**Task to complete:** A verbatim transcription of every record below is required.

Data extracted from a collection

________________

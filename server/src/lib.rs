//! HTTP front end for the MCP protocol engine.
//!
//! Routes:
//! - `GET /.well-known/mcp/server-card.json`: discovery document
//! - `GET|POST|OPTIONS /mcp`: streamable-HTTP endpoint

pub mod bootstrap;
pub mod config;
pub mod cors;
pub mod error;
pub mod logging;
pub mod mcp_endpoint;
pub mod server_card;

use std::future::Future;
use std::path::PathBuf;
use std::sync::Arc;

use anyhow::Context as _;
use axum::{routing::get, Router};
use mcp_bridge_core::{Engine, McpServer, NoTools, ServerInfo, StreamableHttpTransport};
use tokio::net::TcpListener;
use tower_http::catch_panic::CatchPanicLayer;
use tower_http::trace::TraceLayer;

use crate::bootstrap::EngineTask;
use crate::config::ServerConfig;

pub const MCP_ROUTE: &str = "/mcp";
pub const SERVER_CARD_ROUTE: &str = "/.well-known/mcp/server-card.json";

/// Name advertised in the `initialize` reply.
pub const SERVER_NAME: &str = "mcp-server-perplexity";

/// Shared by every request: the single engine and where the card lives.
#[derive(Clone)]
pub struct AppState {
    pub engine: Arc<dyn Engine>,
    pub server_card_path: PathBuf,
}

impl AppState {
    pub fn new(engine: Arc<dyn Engine>, server_card_path: impl Into<PathBuf>) -> Self {
        Self {
            engine,
            server_card_path: server_card_path.into(),
        }
    }
}

pub fn app(state: AppState) -> Router {
    Router::new()
        .route(SERVER_CARD_ROUTE, get(server_card::serve))
        .route(
            MCP_ROUTE,
            get(mcp_endpoint::handle)
                .post(mcp_endpoint::handle)
                .options(mcp_endpoint::preflight)
                .layer(CatchPanicLayer::custom(error::panic_response)),
        )
        .layer(TraceLayer::new_for_http())
        .with_state(state)
}

pub fn server_info() -> ServerInfo {
    ServerInfo::new(SERVER_NAME, env!("CARGO_PKG_VERSION"))
}

/// Start the run-loop, serve `listener` until `shutdown` resolves, then stop
/// the run-loop. The run-loop is stopped even when serving fails.
pub async fn run<F>(listener: TcpListener, config: &ServerConfig, shutdown: F) -> anyhow::Result<()>
where
    F: Future<Output = ()> + Send + 'static,
{
    let (transport, streams) = StreamableHttpTransport::connect();
    let engine_task = EngineTask::spawn(McpServer::new(server_info(), Arc::new(NoTools)), streams);

    let state = AppState::new(Arc::new(transport), config.server_card_path.clone());
    let served = axum::serve(listener, app(state))
        .with_graceful_shutdown(shutdown)
        .await;

    engine_task.shutdown().await?;
    served.context("HTTP server failed")?;
    tracing::info!("server stopped");
    Ok(())
}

________________

**Answer:**
filename server/src/lib.rs
//! HTTP front end for the MCP protocol engine.
//!
//! Routes:
//! - `GET /.well-known/mcp/server-card.json`: discovery document
//! - `GET|POST|OPTIONS /mcp`: streamable-HTTP endpoint

pub mod bootstrap;
pub mod config;
pub mod cors;
pub mod error;
pub mod logging;
pub mod mcp_endpoint;
pub mod server_card;

use std::future::Future;
use std::path::PathBuf;
use std::sync::Arc;

use anyhow::Context as _;
use axum::{routing::get, Router};
use mcp_bridge_core::{Engine, McpServer, NoTools, ServerInfo, StreamableHttpTransport};
use tokio::net::TcpListener;
use tower_http::catch_panic::CatchPanicLayer;
use tower_http::trace::TraceLayer;

use crate::bootstrap::EngineTask;
use crate::config::ServerConfig;

pub const MCP_ROUTE: &str = "/mcp";
pub const SERVER_CARD_ROUTE: &str = "/.well-known/mcp/server-card.json";

/// Name advertised in the `initialize` reply.
pub const SERVER_NAME: &str = "mcp-server-perplexity";

/// Shared by every request: the single engine and where the card lives.
#[derive(Clone)]
pub struct AppState {
    pub engine: Arc<dyn Engine>,
    pub server_card_path: PathBuf,
}

impl AppState {
    pub fn new(engine: Arc<dyn Engine>, server_card_path: impl Into<PathBuf>) -> Self {
        Self {
            engine,
            server_card_path: server_card_path.into(),
        }
    }
}

pub fn app(state: AppState) -> Router {
    Router::new()
        .route(SERVER_CARD_ROUTE, get(server_card::serve))
        .route(
            MCP_ROUTE,
            get(mcp_endpoint::handle)
                .post(mcp_endpoint::handle)
                .options(mcp_endpoint::preflight)
                .layer(CatchPanicLayer::custom(error::panic_response)),
        )
        .layer(TraceLayer::new_for_http())
        .with_state(state)
}

pub fn server_info() -> ServerInfo {
    ServerInfo::new(SERVER_NAME, env!("CARGO_PKG_VERSION"))
}

/// Start the run-loop, serve `listener` until `shutdown` resolves, then stop
/// the run-loop. The run-loop is stopped even when serving fails.
pub async fn run<F>(listener: TcpListener, config: &ServerConfig, shutdown: F) -> anyhow::Result<()>
where
    F: Future<Output = ()> + Send + 'static,
{
    let (transport, streams) = StreamableHttpTransport::connect();
    let engine_task = EngineTask::spawn(McpServer::new(server_info(), Arc::new(NoTools)), streams);

    let state = AppState::new(Arc::new(transport), config.server_card_path.clone());
    let served = axum::serve(listener, app(state))
        .with_graceful_shutdown(shutdown)
        .await;

    engine_task.shutdown().await?;
    served.context("HTTP server failed")?;
    tracing::info!("server stopped");
    Ok(())
}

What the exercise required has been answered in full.